Vice Verses garnered acclaim from music critics. At Christianity Today, Jeremy V. Jones rated it four stars, and wrote that "Vice Verses pounds out Switchfoot's evolving soundtrack for a messy yet grand spiritual journey." Ewan Jones of Cross Rhythms rated it a perfect ten squares, and called it "a rock album of the highest calibre." At CCM Magazine, Matt Conner rated it a perfect five stars, and noted that "Just as Good Monsters cemented Jars of Clay's greatness over a decade into a stellar career, so Vice Verses establishes Switchfoot in much the same way." Kim Jones of About.com rated it four-and-a-half stars, and felt that "Vice Verses offers fans reality wrapped in good music." At HitFix, Melinda Newman graded it a B, and evoked that "There's a faith that grounds 'Vice Verses,' but it's not a blind one by any means." Johan Wippsson of Melodic rated it four stars, and proclaimed that "once again a very good album with a perfect balance of beautiful melodies and alternative ideas where you will find new harmonies each listening."

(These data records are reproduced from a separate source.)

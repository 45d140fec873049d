//! Business logic helpers for creating, editing and settling debts.

use chrono::NaiveDateTime;
use tracing::{info, warn};
use uuid::Uuid;

use crate::core::services::{ServiceError, ServiceResult};
use crate::core::session::Session;
use crate::errors::LedgerError;
use crate::ledger::{
    self, BudgetBucket, Debt, DebtPatch, DebtStatus, DebtTemplate, Partition, RecurringPlan,
};

/// Validated mutations over the session's debt collection.
pub struct DebtService;

impl DebtService {
    /// Adds a single debt and returns its identifier.
    pub fn add(session: &mut Session, debt: Debt) -> ServiceResult<Uuid> {
        if debt.total_amount < 0 {
            return Err(LedgerError::InvalidAmount(debt.total_amount).into());
        }
        if debt.name.trim().is_empty() {
            return Err(ServiceError::Invalid("debt name must not be empty".into()));
        }
        let id = debt.id;
        info!(debt = %id, name = %debt.name, total = debt.total_amount, "debt added");
        session.debts.push(debt);
        Ok(id)
    }

    /// Expands a recurring plan and adds every installment. Returns the new ids in due order.
    pub fn add_recurring(
        session: &mut Session,
        plan: &RecurringPlan,
        now: NaiveDateTime,
    ) -> ServiceResult<Vec<Uuid>> {
        if plan.template.name.trim().is_empty() {
            return Err(ServiceError::Invalid("debt name must not be empty".into()));
        }
        let installments = ledger::expand(plan, now)?;
        if installments.is_empty() {
            warn!(start = %plan.start, end = %plan.end, "recurring plan produced no installments");
        }
        let ids: Vec<Uuid> = installments.iter().map(|debt| debt.id).collect();
        info!(
            cadence = %plan.cadence,
            count = ids.len(),
            name = %plan.template.name,
            "recurring debts generated"
        );
        session.debts.extend(installments);
        Ok(ids)
    }

    /// Adds the debt for a bill issued in `bill`'s month, due on the 10th of the next month.
    pub fn add_templated(
        session: &mut Session,
        template: &DebtTemplate,
        bill: BudgetBucket,
        now: NaiveDateTime,
    ) -> ServiceResult<Uuid> {
        let debt = ledger::templated_due_debt(template, bill, now)?;
        Self::add(session, debt)
    }

    pub fn edit(session: &mut Session, id: Uuid, patch: DebtPatch) -> ServiceResult<()> {
        if patch.is_empty() {
            return Err(ServiceError::Invalid("nothing to update".into()));
        }
        if matches!(&patch.name, Some(name) if name.trim().is_empty()) {
            return Err(ServiceError::Invalid("debt name must not be empty".into()));
        }
        let debt = session.debt_mut(id).ok_or(LedgerError::DebtNotFound(id))?;
        debt.apply_patch(patch)?;
        info!(debt = %id, "debt updated");
        Ok(())
    }

    pub fn remove(session: &mut Session, id: Uuid) -> ServiceResult<Debt> {
        let index = session
            .debts
            .iter()
            .position(|debt| debt.id == id)
            .ok_or(LedgerError::DebtNotFound(id))?;
        let removed = session.debts.remove(index);
        info!(debt = %id, name = %removed.name, "debt removed");
        Ok(removed)
    }

    pub fn pay(
        session: &mut Session,
        id: Uuid,
        amount: i64,
        now: NaiveDateTime,
    ) -> ServiceResult<DebtStatus> {
        let debt = session.debt_mut(id).ok_or(LedgerError::DebtNotFound(id))?;
        if let Err(err) = debt.apply_payment(amount, now) {
            warn!(debt = %id, amount, error = %err, "payment rejected");
            return Err(err.into());
        }
        let status = debt.status(now);
        info!(
            debt = %id,
            amount,
            remaining = status.remaining,
            completed = debt.is_completed(),
            "payment recorded"
        );
        Ok(status)
    }

    /// Withdraws part of what was paid. A non-empty reason is required.
    pub fn withdraw(
        session: &mut Session,
        id: Uuid,
        amount: i64,
        reason: &str,
        now: NaiveDateTime,
    ) -> ServiceResult<DebtStatus> {
        let reason = reason.trim();
        if reason.is_empty() {
            return Err(ServiceError::Invalid(
                "a reason is required for withdrawals".into(),
            ));
        }
        let debt = session.debt_mut(id).ok_or(LedgerError::DebtNotFound(id))?;
        if let Err(err) = debt.apply_withdrawal(amount, reason, now) {
            warn!(debt = %id, amount, error = %err, "withdrawal rejected");
            return Err(err.into());
        }
        let status = debt.status(now);
        info!(debt = %id, amount, reason, remaining = status.remaining, "withdrawal recorded");
        Ok(status)
    }

    pub fn status(session: &Session, id: Uuid, now: NaiveDateTime) -> ServiceResult<DebtStatus> {
        session
            .debt(id)
            .map(|debt| debt.status(now))
            .ok_or_else(|| LedgerError::DebtNotFound(id).into())
    }

    /// Status of every debt, in collection order.
    pub fn statuses(session: &Session, now: NaiveDateTime) -> Vec<(&Debt, DebtStatus)> {
        session
            .debts
            .iter()
            .map(|debt| (debt, debt.status(now)))
            .collect()
    }

    pub fn partition(session: &Session) -> Partition<'_> {
        ledger::partition(&session.debts)
    }

    /// Debts whose resolved bucket (or due date, for week filters) matches the session filter.
    pub fn in_filter(session: &Session) -> Vec<&Debt> {
        session
            .debts
            .iter()
            .filter(|debt| debt.matches_filter(&session.filter))
            .collect()
    }
}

At Jesus Freak Hideout, Roger Gelwicks rated it a perfect five stars, and praised the album for being "a significant achievement for Switchfoot and is, beyond a doubt, 2011's crowning tour de force." Founder, John DiBiase of Jesus Freak Hideout rated it a perfect five stars as well, and stated that he found the album to be "satisfying, exciting and consistently enjoyable from listen to listen". At New Release Tuesday, Marcus Hathcock rated it a perfect five stars, and called it "career defining material" because "The kind of gripping, moving, rocking art Switchfoot produces is difficult to find." Founder, Kevin McNeese rated it a perfect five stars, and affirmed that "Vice Verses is just as good as Hello Hurricane, my top pick a few years back, and it's great to continue to witness the latest surge of this incredible band."

Joshua Hedlund of Indie Vision Music rated it four stars, and said "This is the face of Switchfoot in a new decade." At The Phantom Tollbooth, Bert Saraco rated it four-and-a-half stars, and commented that "Angst never sounded so good." Derek Walker also of The Phantom Tollbooth rated it four-and-a-half stars, and stated that he even liked and preferred this to their greatest hit album, which he wrote "It looks like the next best-of should beat the first." At Worship Leader, Greg Wallace wrote that "Some of the music on Vice Verses actually hints at stepping up Switchfoot's already formidable intensity level." Chad Grischow of IGN rated it six-and-a-half, and he cautioned that the album felt like a "largely lifeless listen" because "more often than not Switchfoot feels like a worn out, uninterested band on their latest."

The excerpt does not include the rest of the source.